[Collected data entries]
*** Begin section ***

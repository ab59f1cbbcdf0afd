use regex::Regex;
use std::collections::HashSet;
use std::sync::Arc;

use presupuesto_server::budget::clock::{Clock, FixedClock};
use presupuesto_server::budget::numbering::BudgetNumberGenerator;

fn generator(seed: u64) -> Arc<BudgetNumberGenerator> {
    let clock: Arc<dyn Clock> = Arc::new(FixedClock::parse("2026-01-31T23:59:59+00:00").unwrap());
    Arc::new(BudgetNumberGenerator::new(seed, clock))
}

#[tokio::test(flavor = "multi_thread", worker_threads = 4)]
async fn test_concurrent_requests_get_unique_numbers() {
    let numbers = generator(1000);

    let tasks: Vec<_> = (0..50)
        .map(|_| {
            let numbers = numbers.clone();
            tokio::spawn(async move { (0..20).map(|_| numbers.next()).collect::<Vec<_>>() })
        })
        .collect();

    let mut seen = HashSet::new();
    for task in tasks {
        for number in task.await.unwrap() {
            assert!(seen.insert(number.clone()), "duplicate {number}");
        }
    }

    assert_eq!(seen.len(), 1000);
    assert_eq!(numbers.current(), 2000);
    assert!(seen.contains("PRES-202601-1001"));
    assert!(seen.contains("PRES-202601-2000"));
}

#[test]
fn test_number_format() {
    let pattern = Regex::new(r"^PRES-\d{6}-\d+$").unwrap();
    let numbers = generator(0);

    for _ in 0..5 {
        let number = numbers.next();
        assert!(pattern.is_match(&number), "{number}");
    }
}

#[test]
fn test_seed_is_configurable() {
    let numbers = generator(41);
    assert_eq!(numbers.next(), "PRES-202601-42");
}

*** End section ***

### To do
In the entries above, find each line with the word "clock" and copy it.

### Written answer
use presupuesto_server::budget::clock::{Clock, FixedClock};
    let clock: Arc<dyn Clock> = Arc::new(FixedClock::parse("2026-01-31T23:59:59+00:00").unwrap());
    Arc::new(BudgetNumberGenerator::new(seed, clock))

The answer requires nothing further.